Go Back

New Releases

Oct 22, 2021

Aim’s foundations & why we’re building a Tensorboard alternative

Author:Gev Soghomonian

The origins of Aim

In the fateful summer of 2020, our friend mahnerak – a researcher at a non-profit lab was hitting the limits of Tensorboard. He wasn’t going to send the training logs to a third-party cloud. Meanwhile, spending hours on Tensorboard bothered to focus on his actual research. That’s how we decided to build a Tensorboard alternative.

Gor and I started hacking on an open-source library to store metrics and hyperparameters. In a month, mahnerak was using Aim 1.0 instead of Tensorboard to track, store, search and group his metrics.

By fall 2020, Aim 2.0 launched as a free, open-source and self-hosted alternative to Weights and Biases, Tensorboard and MLflow. To our surprise even r/MachineLearning loved it.

By spring 2021, mahnerak co-authoerd a paper WARP (code): Word-level Adverserial ReProgramming on his ACL-published work. At that point Aim users had contributed over 100 feature requests already.

A scale problem

But Aim’s power users — who often do 5K+ runs —were hitting issues.

After over 250 pull requests, 1.2K GitHub stars and 200 feature requests. Live updates, image tracking, distribution tracking… and Aim 2.0 was hitting the limits of Aim 1.0’s design.

In order to support the future, we had to make changes to the foundation now.

Launching Aim 3.0.0

An additional 317 pull requests later, we are excited to launch Aim v3.0.0 !!!

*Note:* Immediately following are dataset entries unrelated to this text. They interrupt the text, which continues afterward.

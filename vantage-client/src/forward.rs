use futures::stream::{BoxStream, StreamExt};
use tokio::sync::mpsc;
use tokio_stream::wrappers::ReceiverStream;
use vantage_gateway::{EventStream, GatewayEvent};

const FORWARD_CAPACITY: usize = 256;

/// Spawn a background task that reads a gateway subscription and forwards
/// the items matched by `extract` into a freshly returned stream (spec
/// §4.2: "Stream methods spawn one background task per subscription").
///
/// The task exits as soon as the returned stream is dropped: the forwarding
/// channel's `Sender::closed` future resolves the instant the `Receiver`
/// side is gone, so teardown does not wait for the next upstream item.
pub fn spawn_forwarder<T: Send + 'static>(
    mut upstream: EventStream,
    mut extract: impl FnMut(GatewayEvent) -> Option<T> + Send + 'static,
) -> BoxStream<'static, T> {
    let (tx, rx) = mpsc::channel(FORWARD_CAPACITY);
    tokio::spawn(async move {
        loop {
            tokio::select! {
                biased;
                _ = tx.closed() => break,
                next = upstream.next() => {
                    let Some(event) = next else { break };
                    if let Some(item) = extract(event) {
                        if tx.send(item).await.is_err() {
                            break;
                        }
                    }
                }
            }
        }
    });
    ReceiverStream::new(rx).boxed()
}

As a result, the most important changes include:

A completely revamped UI

Home page and run detail page
Runs, metrics and params explorers
Bookmarks and Tags

A completely revamped Aim Python SDK

New and much more intuitive (but still quite vanilla) API to track your training runs
New and 10x faster embedded storage based on Rocksdb. This will allow us to store virtually any type of AI metadata. On the contrary, AimRecords was designed for metrics and hyperparams only.

Enjoy the changes!

blog image

Performance improvements

Average run query execution time on ~2000 runs: 0.784s.
Average metrics query execution time on ~2000 runs with 6000 metrics: 1.552s.
New UI works smooth with ~500 metrics displayed at the same time with full Aim table interactions (for comparison, v2 was performant with limitation for only 100 metrics).

Comparisons to familiar tools

Tensorboard

Training run comparison

The tracked params are first class citizens at Aim. So, you can search, group, and aggregate via params. Aim allows to deeply explore all the tracked data (metrics, params, images) on the UI.
With Tensorboard alternative solution the users are forced to record those parameters in the training run name to be able to search and compare. This causes a super tedious comparison experience and usability issues on the UI when there are many experiments and params. After all, TensorBoard doesn’t have features to group, aggregate the metrics

Scalability

Aim can handle 1000s of training runs both on the backend and on the UI.
TensorBoard becomes really slow and hard to use when a few hundred training runs are queried / compared.

Aim will have the beloved TB visualizations

Embedding projector.
Neural network visualization.

MLFlow

MLflow is an end-to-end ML Lifecycle tool. Aim is focused on training tracking. In general, the differences of Aim and MLflow are around the UI scalability and run comparison features.

Run comparison

Aim treats tracked parameters as first-class citizens. Users can query runs, metrics and images. Also, they can filter using the params.
MLflow does have a search by tracked config. However, there is no feature availability such as grouping, aggregation, subplotting by hyparparams .

UI Scalability

Aim UI can handle several thousands of metrics at the same time smoothly with 1000s of steps. It may get shaky when you explore 1000s of metrics with 10000s of steps each. But we are constantly optimizing!
MLflow UI becomes slow to use when there are a few hundreds of runs.

Weights and Biases

Hosted vs self-hosted

Weights and Biases is a hosted closed-source MLOps platform.
Aim is self-hosted, free and open-source experiment tracking tool.

Aim Roadmap

With this version we are also publishing the Aim roadmap for the next 3 months.

This is a living document and we hope that the community will help us shape it towards supporting the most important use-cases.

We are also inviting community contributors to help us get there faster!

Why are we building Aim?

We have started to work on Aim with strong belief that the open-source is in the DNA of AI software (2.0) development.

Existing open-source tools (TensorBoard, MLFlow) are super-inspiring for us.

However we see lots of improvements to be made. Especially around issues like:

ability to handle 1000s of large-scale experiments
actionable, beautiful and performant visualizations
extensibility — how easy are the apis for extension/democratization?

With this in mind, we are inspired to build beautiful and performant AI dev tools with great APIs.

Our mission…

Aim’s mission is to democratize AI dev tools. We believe that the best AI tools need to be:

open-source, open-data-format, community-driven
have great UI/UX, CLI and other interfaces for automation
performant both on UI and data
extensible — enable ways to build around for so many use-cases

Thanks to

Ruben Karapetyan for being the first to believe in this project and spending lots of his time and setting the foundations for the beautiful UI.

Mahnerak for sharing his problems and continuously testing and coming up with better solutions on UX, features. Also for helping us build the next-gen storage for Aim.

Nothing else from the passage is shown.